What ICD-10 Codes are Used for Umbilical Hernia
An umbilical hernia is a common condition characterized by the protrusion of abdominal contents through a weak area in the abdominal wall near the navel. Accurate coding of umbilical hernia is essential for medical documentation and billing purposes. The ICD-10-CM coding system provides specific codes for umbilical hernia, allowing for precise identification and classification of the condition.

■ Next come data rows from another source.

//! Per-package output buffering

use std::sync::Arc;

use pkbridge_events::EventEmitter;
use pkbridge_types::PackageRef;

/// Collects engine output for the package currently being acted upon and
/// emits it as one message when that package is done.
#[derive(Debug, Default)]
pub struct OutputBuffer {
    current: Option<PackageRef>,
    buffer: Option<String>,
}

impl OutputBuffer {
    #[must_use]
    pub fn new() -> Self {
        Self::default()
    }

    /// Make `package` current, flushing a different current package first
    pub fn start<E: EventEmitter + ?Sized>(&mut self, package: &PackageRef, sink: &E) {
        if let Some(current) = &self.current {
            if Arc::ptr_eq(current, package) || **current == **package {
                return;
            }
            self.end(sink);
        }
        self.current = Some(Arc::clone(package));
    }

    /// Append to the current package's buffer; dropped when nothing is current
    pub fn append(&mut self, text: &str) {
        let Some(current) = &self.current else {
            tracing::trace!("dropping output with no current package");
            return;
        };

        self.buffer
            .get_or_insert_with(|| format!("<b>{}</b>\n", current.name))
            .push_str(text);
    }

    /// Emit any buffered text and forget the current package
    pub fn end<E: EventEmitter + ?Sized>(&mut self, sink: &E) {
        self.current = None;
        if let Some(buffer) = self.buffer.take() {
            sink.emit_message(buffer);
        }
    }

    #[must_use]
    pub fn current(&self) -> Option<&PackageRef> {
        self.current.as_ref()
    }
}
//! Action log: one line per completed package change

use std::fs::OpenOptions;
use std::io::Write;
use std::path::{Path, PathBuf};

use chrono::Local;
use pkbridge_errors::Error;

/// Destination for "installed foo (1.0)" style lines
pub trait ActionLog: Send {
    /// # Errors
    ///
    /// Returns an error when the line cannot be recorded.
    fn log_action(&mut self, line: &str) -> Result<(), Error>;
}

/// Appends `[TIMESTAMP] [PREFIX] line` to a log file shared with the engine
#[derive(Debug, Clone)]
pub struct FileActionLog {
    path: PathBuf,
    prefix: String,
}

impl FileActionLog {
    pub fn new(path: impl Into<PathBuf>, prefix: impl Into<String>) -> Self {
        Self {
            path: path.into(),
            prefix: prefix.into(),
        }
    }

    #[must_use]
    pub fn path(&self) -> &Path {
        &self.path
    }
}

impl ActionLog for FileActionLog {
    fn log_action(&mut self, line: &str) -> Result<(), Error> {
        let mut file = OpenOptions::new()
            .create(true)
            .append(true)
            .open(&self.path)
            .map_err(|e| Error::io_with_path(&e, &self.path))?;

        let timestamp = Local::now().format("%Y-%m-%dT%H:%M:%S%z");
        writeln!(file, "[{timestamp}] [{}] {line}", self.prefix)
            .map_err(|e| Error::io_with_path(&e, &self.path))
    }
}

/// Sends action lines to tracing instead of a file
#[derive(Debug, Clone, Default)]
pub struct TracingActionLog;

impl ActionLog for TracingActionLog {
    fn log_action(&mut self, line: &str) -> Result<(), Error> {
        tracing::info!(target: "pkbridge::action", "{line}");
        Ok(())
    }
}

Here are six commonly used umbilical hernia ICD-10-CM codes, along with their clinical descriptions:
K42.0 - Umbilical hernia with obstruction, without gangrene:
This code is used when an umbilical hernia is present, causing a partial or complete blockage of the intestine or other abdominal contents. Still, there is no tissue death (gangrene).
K42.1 - Umbilical hernia with gangrene:
When an umbilical hernia leads to the death of the tissue (gangrene) within the hernia sac, this code is assigned.
K42.9 - Umbilical hernia without obstruction or gangrene:
This code is used when there is a diagnosed umbilical hernia, but it is not causing any obstruction or tissue death.
K42.83 - Umbilical hernia with gangrene and obstruction:
This code is used when an umbilical hernia is present and both obstruction and gangrene of the hernia sac are documented.
K42.89 - Other umbilical hernia with gangrene:
This code is assigned when an umbilical hernia is associated with gangrene, but the specific type of hernia or the presence of obstruction is not specified.
K42.91 - Unilateral inguinal hernia, without gangrene or obstruction:
This code is used for documenting an inguinal hernia, which occurs in the groin area when it is unilateral (affecting one side) and does not involve gangrene or obstruction.